◆ Records from a data source ◆
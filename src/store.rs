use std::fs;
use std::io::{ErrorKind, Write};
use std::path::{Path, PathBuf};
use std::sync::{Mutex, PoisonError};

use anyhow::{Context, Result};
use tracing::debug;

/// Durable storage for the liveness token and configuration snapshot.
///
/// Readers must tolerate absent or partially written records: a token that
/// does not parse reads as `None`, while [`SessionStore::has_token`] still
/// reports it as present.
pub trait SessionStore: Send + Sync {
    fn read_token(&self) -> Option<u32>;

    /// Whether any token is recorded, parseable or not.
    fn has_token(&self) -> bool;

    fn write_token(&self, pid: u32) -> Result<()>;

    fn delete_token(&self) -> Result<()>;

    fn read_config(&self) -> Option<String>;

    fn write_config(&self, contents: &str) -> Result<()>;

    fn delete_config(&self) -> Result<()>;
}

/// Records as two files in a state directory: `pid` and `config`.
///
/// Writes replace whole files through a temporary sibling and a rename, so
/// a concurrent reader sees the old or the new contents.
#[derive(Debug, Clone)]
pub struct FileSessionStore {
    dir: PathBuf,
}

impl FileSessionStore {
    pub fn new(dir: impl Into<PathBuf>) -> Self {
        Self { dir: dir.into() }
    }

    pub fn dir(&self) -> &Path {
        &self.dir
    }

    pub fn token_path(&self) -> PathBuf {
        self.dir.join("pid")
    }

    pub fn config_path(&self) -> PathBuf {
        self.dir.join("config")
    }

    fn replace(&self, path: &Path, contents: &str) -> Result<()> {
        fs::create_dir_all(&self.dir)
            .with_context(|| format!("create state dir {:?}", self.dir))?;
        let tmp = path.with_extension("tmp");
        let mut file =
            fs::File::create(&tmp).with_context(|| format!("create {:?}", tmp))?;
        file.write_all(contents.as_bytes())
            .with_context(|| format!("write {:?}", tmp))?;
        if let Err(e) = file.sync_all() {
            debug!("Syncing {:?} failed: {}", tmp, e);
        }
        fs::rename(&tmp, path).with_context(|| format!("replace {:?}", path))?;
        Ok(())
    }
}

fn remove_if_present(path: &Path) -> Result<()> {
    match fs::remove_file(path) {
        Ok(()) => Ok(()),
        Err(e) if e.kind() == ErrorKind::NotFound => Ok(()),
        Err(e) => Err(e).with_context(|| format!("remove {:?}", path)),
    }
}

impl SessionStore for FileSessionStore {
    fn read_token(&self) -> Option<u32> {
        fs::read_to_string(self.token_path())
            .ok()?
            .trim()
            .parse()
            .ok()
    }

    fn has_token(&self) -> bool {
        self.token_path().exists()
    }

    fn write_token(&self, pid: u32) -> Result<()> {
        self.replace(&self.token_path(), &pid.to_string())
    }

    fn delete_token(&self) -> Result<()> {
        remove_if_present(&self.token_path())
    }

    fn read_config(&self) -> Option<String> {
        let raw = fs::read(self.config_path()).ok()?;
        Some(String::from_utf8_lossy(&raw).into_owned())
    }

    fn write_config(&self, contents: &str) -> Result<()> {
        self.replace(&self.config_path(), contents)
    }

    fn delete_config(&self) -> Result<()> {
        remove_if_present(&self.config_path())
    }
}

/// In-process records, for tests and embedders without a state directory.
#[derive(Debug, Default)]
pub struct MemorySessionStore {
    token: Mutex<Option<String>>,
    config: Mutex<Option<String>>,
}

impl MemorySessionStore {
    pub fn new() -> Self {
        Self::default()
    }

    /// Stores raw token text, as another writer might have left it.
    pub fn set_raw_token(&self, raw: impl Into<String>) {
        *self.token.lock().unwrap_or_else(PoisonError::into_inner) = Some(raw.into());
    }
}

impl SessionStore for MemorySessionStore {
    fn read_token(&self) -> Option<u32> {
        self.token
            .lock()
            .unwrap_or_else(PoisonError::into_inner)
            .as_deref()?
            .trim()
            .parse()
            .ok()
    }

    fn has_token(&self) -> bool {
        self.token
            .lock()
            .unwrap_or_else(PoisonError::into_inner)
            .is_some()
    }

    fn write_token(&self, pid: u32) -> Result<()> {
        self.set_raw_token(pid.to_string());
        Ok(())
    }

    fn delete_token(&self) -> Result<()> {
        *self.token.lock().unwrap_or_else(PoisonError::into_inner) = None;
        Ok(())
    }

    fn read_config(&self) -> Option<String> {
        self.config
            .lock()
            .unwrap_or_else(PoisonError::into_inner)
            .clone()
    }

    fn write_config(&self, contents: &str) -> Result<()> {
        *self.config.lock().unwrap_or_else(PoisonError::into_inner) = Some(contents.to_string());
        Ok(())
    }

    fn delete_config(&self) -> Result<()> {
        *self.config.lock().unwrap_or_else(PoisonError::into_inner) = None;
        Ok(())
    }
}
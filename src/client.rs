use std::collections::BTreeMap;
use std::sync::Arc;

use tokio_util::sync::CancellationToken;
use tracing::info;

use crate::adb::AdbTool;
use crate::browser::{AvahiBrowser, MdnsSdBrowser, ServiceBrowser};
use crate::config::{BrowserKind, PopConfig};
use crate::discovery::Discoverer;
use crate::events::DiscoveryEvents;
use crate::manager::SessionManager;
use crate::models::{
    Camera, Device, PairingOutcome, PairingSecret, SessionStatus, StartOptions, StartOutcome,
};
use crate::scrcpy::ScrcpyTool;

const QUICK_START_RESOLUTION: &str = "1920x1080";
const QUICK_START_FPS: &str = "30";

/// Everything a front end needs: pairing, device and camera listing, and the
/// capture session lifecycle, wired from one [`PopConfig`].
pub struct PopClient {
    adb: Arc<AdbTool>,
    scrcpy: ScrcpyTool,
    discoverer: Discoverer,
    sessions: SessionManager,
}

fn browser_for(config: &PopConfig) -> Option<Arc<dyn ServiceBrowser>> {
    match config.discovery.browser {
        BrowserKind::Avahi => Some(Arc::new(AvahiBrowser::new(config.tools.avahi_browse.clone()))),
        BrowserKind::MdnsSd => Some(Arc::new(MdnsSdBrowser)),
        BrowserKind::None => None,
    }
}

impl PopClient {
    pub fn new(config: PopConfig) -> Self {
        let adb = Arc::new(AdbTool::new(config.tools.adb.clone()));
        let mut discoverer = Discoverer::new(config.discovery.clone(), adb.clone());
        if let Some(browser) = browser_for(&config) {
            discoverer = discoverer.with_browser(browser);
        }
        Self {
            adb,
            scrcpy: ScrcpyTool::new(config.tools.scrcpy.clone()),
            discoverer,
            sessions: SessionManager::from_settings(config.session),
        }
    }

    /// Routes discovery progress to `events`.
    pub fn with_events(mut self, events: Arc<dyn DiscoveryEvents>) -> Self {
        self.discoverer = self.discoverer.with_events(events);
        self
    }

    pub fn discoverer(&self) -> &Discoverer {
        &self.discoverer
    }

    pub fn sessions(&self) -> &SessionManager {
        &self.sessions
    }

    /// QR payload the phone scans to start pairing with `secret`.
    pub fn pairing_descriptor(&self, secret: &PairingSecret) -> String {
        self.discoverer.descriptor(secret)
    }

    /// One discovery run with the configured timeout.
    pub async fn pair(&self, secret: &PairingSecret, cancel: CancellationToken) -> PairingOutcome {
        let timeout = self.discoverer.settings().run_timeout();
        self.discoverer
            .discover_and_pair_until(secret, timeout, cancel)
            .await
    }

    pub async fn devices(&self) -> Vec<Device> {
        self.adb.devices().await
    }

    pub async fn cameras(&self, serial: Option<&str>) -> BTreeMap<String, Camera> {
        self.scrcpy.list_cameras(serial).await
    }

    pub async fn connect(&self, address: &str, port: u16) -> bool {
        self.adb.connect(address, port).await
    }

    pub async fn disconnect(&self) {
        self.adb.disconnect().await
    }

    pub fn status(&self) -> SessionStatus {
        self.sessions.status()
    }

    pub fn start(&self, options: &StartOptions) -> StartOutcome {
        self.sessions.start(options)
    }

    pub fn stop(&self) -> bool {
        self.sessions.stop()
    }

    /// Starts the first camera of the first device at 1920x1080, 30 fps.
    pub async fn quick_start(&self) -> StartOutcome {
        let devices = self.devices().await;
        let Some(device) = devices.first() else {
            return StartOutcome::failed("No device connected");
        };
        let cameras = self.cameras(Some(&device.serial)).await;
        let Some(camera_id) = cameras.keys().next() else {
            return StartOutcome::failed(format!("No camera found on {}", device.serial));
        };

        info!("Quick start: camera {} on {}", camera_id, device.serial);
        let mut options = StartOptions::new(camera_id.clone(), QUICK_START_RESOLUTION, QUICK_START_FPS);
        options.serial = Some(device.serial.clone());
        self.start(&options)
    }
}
* * *
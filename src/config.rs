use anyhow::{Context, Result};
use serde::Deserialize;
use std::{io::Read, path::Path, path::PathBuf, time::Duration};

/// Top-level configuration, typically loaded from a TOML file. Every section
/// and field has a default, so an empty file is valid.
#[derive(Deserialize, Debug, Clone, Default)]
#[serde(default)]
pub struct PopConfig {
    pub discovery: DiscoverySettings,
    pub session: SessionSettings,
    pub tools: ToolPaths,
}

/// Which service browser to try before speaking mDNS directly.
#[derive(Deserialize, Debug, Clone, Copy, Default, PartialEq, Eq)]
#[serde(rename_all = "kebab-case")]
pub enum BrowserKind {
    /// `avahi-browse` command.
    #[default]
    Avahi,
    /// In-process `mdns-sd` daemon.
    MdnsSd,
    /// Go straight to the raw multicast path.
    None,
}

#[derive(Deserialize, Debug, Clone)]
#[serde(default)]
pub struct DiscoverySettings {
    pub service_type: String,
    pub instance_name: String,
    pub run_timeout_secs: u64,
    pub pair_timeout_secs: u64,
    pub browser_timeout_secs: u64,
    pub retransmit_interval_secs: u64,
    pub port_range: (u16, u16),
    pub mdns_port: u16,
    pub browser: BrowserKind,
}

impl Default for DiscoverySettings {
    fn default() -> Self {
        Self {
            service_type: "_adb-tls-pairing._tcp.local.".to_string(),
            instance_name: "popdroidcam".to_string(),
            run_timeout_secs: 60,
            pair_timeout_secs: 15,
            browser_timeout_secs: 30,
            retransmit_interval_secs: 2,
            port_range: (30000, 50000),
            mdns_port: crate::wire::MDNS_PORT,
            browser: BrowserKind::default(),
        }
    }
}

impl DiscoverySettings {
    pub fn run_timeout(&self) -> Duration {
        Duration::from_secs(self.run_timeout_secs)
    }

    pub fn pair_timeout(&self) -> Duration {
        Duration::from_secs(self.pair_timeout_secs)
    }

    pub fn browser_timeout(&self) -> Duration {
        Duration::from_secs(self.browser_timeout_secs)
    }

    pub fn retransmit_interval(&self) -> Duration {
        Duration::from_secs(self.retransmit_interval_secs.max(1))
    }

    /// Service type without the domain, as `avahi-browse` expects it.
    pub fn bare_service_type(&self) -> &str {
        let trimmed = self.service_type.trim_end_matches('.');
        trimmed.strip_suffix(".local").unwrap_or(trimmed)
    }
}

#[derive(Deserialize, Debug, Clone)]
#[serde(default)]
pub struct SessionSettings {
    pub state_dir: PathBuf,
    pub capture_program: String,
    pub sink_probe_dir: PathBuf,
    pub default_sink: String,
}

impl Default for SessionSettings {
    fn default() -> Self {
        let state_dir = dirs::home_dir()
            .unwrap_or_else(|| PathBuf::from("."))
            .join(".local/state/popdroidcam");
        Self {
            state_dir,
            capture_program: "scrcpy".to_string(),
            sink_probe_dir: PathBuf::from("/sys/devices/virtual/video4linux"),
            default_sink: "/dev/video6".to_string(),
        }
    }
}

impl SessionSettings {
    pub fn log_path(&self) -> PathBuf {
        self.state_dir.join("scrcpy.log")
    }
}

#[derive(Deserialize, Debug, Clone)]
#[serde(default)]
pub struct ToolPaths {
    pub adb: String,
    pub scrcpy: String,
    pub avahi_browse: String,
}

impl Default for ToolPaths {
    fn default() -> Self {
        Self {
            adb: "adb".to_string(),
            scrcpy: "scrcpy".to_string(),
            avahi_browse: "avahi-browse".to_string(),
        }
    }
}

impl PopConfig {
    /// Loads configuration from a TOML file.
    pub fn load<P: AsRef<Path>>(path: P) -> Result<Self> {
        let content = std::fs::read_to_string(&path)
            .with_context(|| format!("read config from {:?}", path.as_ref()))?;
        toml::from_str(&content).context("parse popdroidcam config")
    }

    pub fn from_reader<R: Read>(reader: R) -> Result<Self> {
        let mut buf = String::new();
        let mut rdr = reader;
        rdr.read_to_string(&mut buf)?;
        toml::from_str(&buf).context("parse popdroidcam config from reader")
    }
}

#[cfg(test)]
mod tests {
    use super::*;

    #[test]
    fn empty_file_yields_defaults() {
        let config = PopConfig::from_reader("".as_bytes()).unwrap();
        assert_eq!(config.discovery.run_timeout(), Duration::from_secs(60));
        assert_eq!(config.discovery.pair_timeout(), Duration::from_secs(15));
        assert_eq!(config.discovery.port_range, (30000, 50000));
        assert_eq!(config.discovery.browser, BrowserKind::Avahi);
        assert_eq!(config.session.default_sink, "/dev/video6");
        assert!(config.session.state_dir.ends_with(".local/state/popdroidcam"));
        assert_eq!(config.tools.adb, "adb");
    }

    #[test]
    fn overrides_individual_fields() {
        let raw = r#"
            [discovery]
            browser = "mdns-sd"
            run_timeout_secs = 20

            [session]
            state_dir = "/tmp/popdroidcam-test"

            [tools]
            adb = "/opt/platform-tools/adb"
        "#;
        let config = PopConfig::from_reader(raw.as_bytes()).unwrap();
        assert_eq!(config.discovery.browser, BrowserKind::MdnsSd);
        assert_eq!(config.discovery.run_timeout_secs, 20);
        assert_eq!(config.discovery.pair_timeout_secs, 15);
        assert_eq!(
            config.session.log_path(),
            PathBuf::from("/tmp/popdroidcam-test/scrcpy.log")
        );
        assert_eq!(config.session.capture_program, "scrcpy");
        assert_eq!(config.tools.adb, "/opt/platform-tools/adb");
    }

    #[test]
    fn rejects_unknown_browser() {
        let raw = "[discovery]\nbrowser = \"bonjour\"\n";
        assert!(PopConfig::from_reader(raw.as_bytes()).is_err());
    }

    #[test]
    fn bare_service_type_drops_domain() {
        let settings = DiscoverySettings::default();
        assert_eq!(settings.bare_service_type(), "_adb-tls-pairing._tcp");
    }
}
---
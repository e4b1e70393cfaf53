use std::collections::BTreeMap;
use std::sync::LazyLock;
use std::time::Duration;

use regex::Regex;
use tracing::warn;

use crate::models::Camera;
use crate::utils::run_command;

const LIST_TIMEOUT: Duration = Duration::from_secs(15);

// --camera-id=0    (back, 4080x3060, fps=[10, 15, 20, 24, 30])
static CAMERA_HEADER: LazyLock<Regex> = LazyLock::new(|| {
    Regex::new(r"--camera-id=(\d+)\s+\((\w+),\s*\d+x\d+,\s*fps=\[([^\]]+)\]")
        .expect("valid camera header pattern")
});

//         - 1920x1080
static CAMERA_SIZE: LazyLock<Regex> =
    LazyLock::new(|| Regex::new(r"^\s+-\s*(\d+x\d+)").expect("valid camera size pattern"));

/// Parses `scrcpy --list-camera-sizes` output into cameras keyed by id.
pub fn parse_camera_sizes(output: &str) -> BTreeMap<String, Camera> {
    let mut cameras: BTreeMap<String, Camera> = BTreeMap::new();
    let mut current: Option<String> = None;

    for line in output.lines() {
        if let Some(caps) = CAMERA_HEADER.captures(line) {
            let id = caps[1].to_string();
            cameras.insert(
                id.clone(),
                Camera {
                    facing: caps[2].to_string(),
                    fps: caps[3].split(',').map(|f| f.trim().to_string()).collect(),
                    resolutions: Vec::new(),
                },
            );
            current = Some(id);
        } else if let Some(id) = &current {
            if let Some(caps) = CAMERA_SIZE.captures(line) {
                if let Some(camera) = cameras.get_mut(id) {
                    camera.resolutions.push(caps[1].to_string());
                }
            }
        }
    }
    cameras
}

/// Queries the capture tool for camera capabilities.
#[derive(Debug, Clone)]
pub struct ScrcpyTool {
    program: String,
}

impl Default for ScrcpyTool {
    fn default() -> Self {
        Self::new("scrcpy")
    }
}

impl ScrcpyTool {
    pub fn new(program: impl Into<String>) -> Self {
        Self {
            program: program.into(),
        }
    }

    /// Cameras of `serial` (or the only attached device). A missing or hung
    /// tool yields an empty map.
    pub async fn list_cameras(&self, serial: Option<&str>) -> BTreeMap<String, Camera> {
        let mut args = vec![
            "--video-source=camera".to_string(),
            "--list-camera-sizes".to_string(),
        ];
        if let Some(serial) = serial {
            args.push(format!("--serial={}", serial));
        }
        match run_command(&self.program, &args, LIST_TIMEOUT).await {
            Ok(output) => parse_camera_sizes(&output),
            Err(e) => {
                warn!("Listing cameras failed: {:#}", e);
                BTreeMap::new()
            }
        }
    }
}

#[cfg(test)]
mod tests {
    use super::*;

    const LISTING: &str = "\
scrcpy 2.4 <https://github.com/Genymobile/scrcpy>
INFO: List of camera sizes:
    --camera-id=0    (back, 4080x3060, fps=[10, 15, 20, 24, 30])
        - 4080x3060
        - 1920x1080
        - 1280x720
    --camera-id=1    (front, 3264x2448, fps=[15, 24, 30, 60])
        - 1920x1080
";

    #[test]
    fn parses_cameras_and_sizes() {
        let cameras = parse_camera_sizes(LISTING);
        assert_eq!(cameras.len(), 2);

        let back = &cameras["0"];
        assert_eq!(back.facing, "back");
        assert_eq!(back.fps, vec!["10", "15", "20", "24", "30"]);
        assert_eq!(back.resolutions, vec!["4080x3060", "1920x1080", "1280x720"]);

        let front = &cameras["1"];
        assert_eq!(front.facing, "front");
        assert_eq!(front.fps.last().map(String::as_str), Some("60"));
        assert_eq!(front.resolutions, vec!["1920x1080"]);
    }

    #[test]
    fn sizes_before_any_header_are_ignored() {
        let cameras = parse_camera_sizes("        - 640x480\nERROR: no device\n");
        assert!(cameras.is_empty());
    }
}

◆ EXERCISE ◆
Go through the records above and count the lines with the word "StartOutcome" in them. Answer with the number only.

◆ ANSWER FOR THE TASK ◆
5